# ASSIGNED TASK
Nothing in the entries may be dropped: restate them word for word.

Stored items
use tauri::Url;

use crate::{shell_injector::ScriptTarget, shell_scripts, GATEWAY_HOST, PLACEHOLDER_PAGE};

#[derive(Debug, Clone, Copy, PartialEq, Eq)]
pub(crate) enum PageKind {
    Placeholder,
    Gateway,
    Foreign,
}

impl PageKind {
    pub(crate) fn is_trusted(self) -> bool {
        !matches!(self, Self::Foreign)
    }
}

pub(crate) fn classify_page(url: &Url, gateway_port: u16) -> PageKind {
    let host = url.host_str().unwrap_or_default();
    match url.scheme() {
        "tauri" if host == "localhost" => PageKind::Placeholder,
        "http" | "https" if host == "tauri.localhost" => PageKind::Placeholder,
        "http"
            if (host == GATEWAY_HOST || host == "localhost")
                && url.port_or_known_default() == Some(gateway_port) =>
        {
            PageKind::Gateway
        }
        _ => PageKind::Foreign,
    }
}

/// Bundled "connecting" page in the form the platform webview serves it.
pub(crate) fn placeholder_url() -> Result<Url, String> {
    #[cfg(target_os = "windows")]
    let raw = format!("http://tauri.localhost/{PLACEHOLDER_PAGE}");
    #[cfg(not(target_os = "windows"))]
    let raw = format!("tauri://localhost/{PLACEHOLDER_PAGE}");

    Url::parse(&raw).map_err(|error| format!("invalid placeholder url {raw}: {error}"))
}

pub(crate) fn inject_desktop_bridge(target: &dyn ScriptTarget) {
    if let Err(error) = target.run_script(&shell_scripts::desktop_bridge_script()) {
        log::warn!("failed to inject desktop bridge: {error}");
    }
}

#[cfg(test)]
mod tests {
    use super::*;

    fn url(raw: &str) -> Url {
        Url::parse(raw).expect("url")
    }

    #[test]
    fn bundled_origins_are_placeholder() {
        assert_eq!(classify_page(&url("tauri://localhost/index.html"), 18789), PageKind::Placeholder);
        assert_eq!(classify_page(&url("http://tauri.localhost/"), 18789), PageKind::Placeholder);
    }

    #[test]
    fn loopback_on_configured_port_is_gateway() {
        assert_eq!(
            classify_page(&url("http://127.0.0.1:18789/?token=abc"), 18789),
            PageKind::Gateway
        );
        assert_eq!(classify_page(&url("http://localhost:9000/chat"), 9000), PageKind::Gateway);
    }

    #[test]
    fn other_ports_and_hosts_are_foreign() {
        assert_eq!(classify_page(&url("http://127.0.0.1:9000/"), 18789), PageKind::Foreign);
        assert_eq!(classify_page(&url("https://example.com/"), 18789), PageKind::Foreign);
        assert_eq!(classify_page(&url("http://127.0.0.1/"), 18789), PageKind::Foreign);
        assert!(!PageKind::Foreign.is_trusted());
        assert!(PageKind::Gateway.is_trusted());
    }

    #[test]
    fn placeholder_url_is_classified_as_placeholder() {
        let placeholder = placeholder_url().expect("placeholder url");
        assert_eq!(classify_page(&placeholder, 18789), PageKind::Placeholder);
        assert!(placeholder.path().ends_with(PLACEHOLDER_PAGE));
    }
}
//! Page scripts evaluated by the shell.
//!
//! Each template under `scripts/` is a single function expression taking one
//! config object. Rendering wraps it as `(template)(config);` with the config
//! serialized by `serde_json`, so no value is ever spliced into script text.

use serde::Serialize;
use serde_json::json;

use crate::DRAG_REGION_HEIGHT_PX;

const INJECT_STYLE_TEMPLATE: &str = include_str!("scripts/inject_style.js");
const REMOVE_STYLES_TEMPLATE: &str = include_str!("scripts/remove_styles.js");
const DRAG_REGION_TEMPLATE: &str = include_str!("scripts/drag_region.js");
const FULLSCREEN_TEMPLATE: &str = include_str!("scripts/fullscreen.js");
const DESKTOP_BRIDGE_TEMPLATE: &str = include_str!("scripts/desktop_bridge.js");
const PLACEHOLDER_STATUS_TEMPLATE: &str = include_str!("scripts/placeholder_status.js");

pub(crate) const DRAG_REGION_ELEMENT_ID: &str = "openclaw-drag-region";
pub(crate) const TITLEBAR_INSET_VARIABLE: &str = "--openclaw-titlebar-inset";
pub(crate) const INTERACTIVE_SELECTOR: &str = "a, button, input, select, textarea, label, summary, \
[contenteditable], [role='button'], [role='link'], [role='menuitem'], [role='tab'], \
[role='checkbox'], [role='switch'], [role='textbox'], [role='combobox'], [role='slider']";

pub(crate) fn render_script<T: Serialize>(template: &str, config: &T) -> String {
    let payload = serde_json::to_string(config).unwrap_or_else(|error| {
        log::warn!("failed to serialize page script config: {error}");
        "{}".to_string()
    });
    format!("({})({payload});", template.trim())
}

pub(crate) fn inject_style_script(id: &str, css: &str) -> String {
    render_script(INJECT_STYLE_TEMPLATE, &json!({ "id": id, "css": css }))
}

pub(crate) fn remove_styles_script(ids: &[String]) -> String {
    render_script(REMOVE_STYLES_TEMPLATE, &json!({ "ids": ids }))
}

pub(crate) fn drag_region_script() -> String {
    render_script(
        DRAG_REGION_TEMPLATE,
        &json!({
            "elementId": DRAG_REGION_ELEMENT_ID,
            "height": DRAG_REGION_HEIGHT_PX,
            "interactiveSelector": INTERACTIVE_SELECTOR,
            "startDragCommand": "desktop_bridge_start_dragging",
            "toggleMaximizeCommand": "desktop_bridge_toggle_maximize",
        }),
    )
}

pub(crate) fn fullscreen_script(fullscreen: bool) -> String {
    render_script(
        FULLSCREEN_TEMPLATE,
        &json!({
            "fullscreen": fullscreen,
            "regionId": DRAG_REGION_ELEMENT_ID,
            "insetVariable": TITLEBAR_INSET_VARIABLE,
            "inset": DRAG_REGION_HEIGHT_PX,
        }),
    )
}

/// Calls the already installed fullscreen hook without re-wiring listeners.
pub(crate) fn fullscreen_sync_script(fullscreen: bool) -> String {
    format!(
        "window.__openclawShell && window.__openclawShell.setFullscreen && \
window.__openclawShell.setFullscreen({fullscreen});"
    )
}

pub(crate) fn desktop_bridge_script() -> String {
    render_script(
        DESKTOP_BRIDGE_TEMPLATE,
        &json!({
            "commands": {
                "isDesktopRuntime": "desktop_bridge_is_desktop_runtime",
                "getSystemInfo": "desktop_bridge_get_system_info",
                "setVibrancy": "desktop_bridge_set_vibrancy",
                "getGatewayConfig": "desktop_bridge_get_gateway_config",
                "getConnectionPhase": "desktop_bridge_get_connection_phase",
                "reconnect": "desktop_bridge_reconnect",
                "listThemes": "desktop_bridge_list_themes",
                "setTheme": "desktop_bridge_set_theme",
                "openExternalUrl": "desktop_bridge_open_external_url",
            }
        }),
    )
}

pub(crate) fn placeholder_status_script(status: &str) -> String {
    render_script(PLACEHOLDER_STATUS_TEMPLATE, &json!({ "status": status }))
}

# SOLUTION BELOW
use tauri::Url;

use crate::{shell_injector::ScriptTarget, shell_scripts, GATEWAY_HOST, PLACEHOLDER_PAGE};

#[derive(Debug, Clone, Copy, PartialEq, Eq)]
pub(crate) enum PageKind {
    Placeholder,
    Gateway,
    Foreign,
}

impl PageKind {
    pub(crate) fn is_trusted(self) -> bool {
        !matches!(self, Self::Foreign)
    }
}

pub(crate) fn classify_page(url: &Url, gateway_port: u16) -> PageKind {
    let host = url.host_str().unwrap_or_default();
    match url.scheme() {
        "tauri" if host == "localhost" => PageKind::Placeholder,
        "http" | "https" if host == "tauri.localhost" => PageKind::Placeholder,
        "http"
            if (host == GATEWAY_HOST || host == "localhost")
                && url.port_or_known_default() == Some(gateway_port) =>
        {
            PageKind::Gateway
        }
        _ => PageKind::Foreign,
    }
}

/// Bundled "connecting" page in the form the platform webview serves it.
pub(crate) fn placeholder_url() -> Result<Url, String> {
    #[cfg(target_os = "windows")]
    let raw = format!("http://tauri.localhost/{PLACEHOLDER_PAGE}");
    #[cfg(not(target_os = "windows"))]
    let raw = format!("tauri://localhost/{PLACEHOLDER_PAGE}");

    Url::parse(&raw).map_err(|error| format!("invalid placeholder url {raw}: {error}"))
}

pub(crate) fn inject_desktop_bridge(target: &dyn ScriptTarget) {
    if let Err(error) = target.run_script(&shell_scripts::desktop_bridge_script()) {
        log::warn!("failed to inject desktop bridge: {error}");
    }
}

#[cfg(test)]
mod tests {
    use super::*;

    fn url(raw: &str) -> Url {
        Url::parse(raw).expect("url")
    }

    #[test]
    fn bundled_origins_are_placeholder() {
        assert_eq!(classify_page(&url("tauri://localhost/index.html"), 18789), PageKind::Placeholder);
        assert_eq!(classify_page(&url("http://tauri.localhost/"), 18789), PageKind::Placeholder);
    }

    #[test]
    fn loopback_on_configured_port_is_gateway() {
        assert_eq!(
            classify_page(&url("http://127.0.0.1:18789/?token=abc"), 18789),
            PageKind::Gateway
        );
        assert_eq!(classify_page(&url("http://localhost:9000/chat"), 9000), PageKind::Gateway);
    }

    #[test]
    fn other_ports_and_hosts_are_foreign() {
        assert_eq!(classify_page(&url("http://127.0.0.1:9000/"), 18789), PageKind::Foreign);
        assert_eq!(classify_page(&url("https://example.com/"), 18789), PageKind::Foreign);
        assert_eq!(classify_page(&url("http://127.0.0.1/"), 18789), PageKind::Foreign);
        assert!(!PageKind::Foreign.is_trusted());
        assert!(PageKind::Gateway.is_trusted());
    }

    #[test]
    fn placeholder_url_is_classified_as_placeholder() {
        let placeholder = placeholder_url().expect("placeholder url");
        assert_eq!(classify_page(&placeholder, 18789), PageKind::Placeholder);
        assert!(placeholder.path().ends_with(PLACEHOLDER_PAGE));
    }
}
//! Page scripts evaluated by the shell.
//!
//! Each template under `scripts/` is a single function expression taking one
//! config object. Rendering wraps it as `(template)(config);` with the config
//! serialized by `serde_json`, so no value is ever spliced into script text.

use serde::Serialize;
use serde_json::json;

use crate::DRAG_REGION_HEIGHT_PX;

const INJECT_STYLE_TEMPLATE: &str = include_str!("scripts/inject_style.js");
const REMOVE_STYLES_TEMPLATE: &str = include_str!("scripts/remove_styles.js");
const DRAG_REGION_TEMPLATE: &str = include_str!("scripts/drag_region.js");
const FULLSCREEN_TEMPLATE: &str = include_str!("scripts/fullscreen.js");
const DESKTOP_BRIDGE_TEMPLATE: &str = include_str!("scripts/desktop_bridge.js");
const PLACEHOLDER_STATUS_TEMPLATE: &str = include_str!("scripts/placeholder_status.js");

pub(crate) const DRAG_REGION_ELEMENT_ID: &str = "openclaw-drag-region";
pub(crate) const TITLEBAR_INSET_VARIABLE: &str = "--openclaw-titlebar-inset";
pub(crate) const INTERACTIVE_SELECTOR: &str = "a, button, input, select, textarea, label, summary, \
[contenteditable], [role='button'], [role='link'], [role='menuitem'], [role='tab'], \
[role='checkbox'], [role='switch'], [role='textbox'], [role='combobox'], [role='slider']";

pub(crate) fn render_script<T: Serialize>(template: &str, config: &T) -> String {
    let payload = serde_json::to_string(config).unwrap_or_else(|error| {
        log::warn!("failed to serialize page script config: {error}");
        "{}".to_string()
    });
    format!("({})({payload});", template.trim())
}

pub(crate) fn inject_style_script(id: &str, css: &str) -> String {
    render_script(INJECT_STYLE_TEMPLATE, &json!({ "id": id, "css": css }))
}

pub(crate) fn remove_styles_script(ids: &[String]) -> String {
    render_script(REMOVE_STYLES_TEMPLATE, &json!({ "ids": ids }))
}

pub(crate) fn drag_region_script() -> String {
    render_script(
        DRAG_REGION_TEMPLATE,
        &json!({
            "elementId": DRAG_REGION_ELEMENT_ID,
            "height": DRAG_REGION_HEIGHT_PX,
            "interactiveSelector": INTERACTIVE_SELECTOR,
            "startDragCommand": "desktop_bridge_start_dragging",
            "toggleMaximizeCommand": "desktop_bridge_toggle_maximize",
        }),
    )
}

pub(crate) fn fullscreen_script(fullscreen: bool) -> String {
    render_script(
        FULLSCREEN_TEMPLATE,
        &json!({
            "fullscreen": fullscreen,
            "regionId": DRAG_REGION_ELEMENT_ID,
            "insetVariable": TITLEBAR_INSET_VARIABLE,
            "inset": DRAG_REGION_HEIGHT_PX,
        }),
    )
}

/// Calls the already installed fullscreen hook without re-wiring listeners.
pub(crate) fn fullscreen_sync_script(fullscreen: bool) -> String {
    format!(
        "window.__openclawShell && window.__openclawShell.setFullscreen && \
window.__openclawShell.setFullscreen({fullscreen});"
    )
}

pub(crate) fn desktop_bridge_script() -> String {
    render_script(
        DESKTOP_BRIDGE_TEMPLATE,
        &json!({
            "commands": {
                "isDesktopRuntime": "desktop_bridge_is_desktop_runtime",
                "getSystemInfo": "desktop_bridge_get_system_info",
                "setVibrancy": "desktop_bridge_set_vibrancy",
                "getGatewayConfig": "desktop_bridge_get_gateway_config",
                "getConnectionPhase": "desktop_bridge_get_connection_phase",
                "reconnect": "desktop_bridge_reconnect",
                "listThemes": "desktop_bridge_list_themes",
                "setTheme": "desktop_bridge_set_theme",
                "openExternalUrl": "desktop_bridge_open_external_url",
            }
        }),
    )
}

pub(crate) fn placeholder_status_script(status: &str) -> String {
    render_script(PLACEHOLDER_STATUS_TEMPLATE, &json!({ "status": status }))
}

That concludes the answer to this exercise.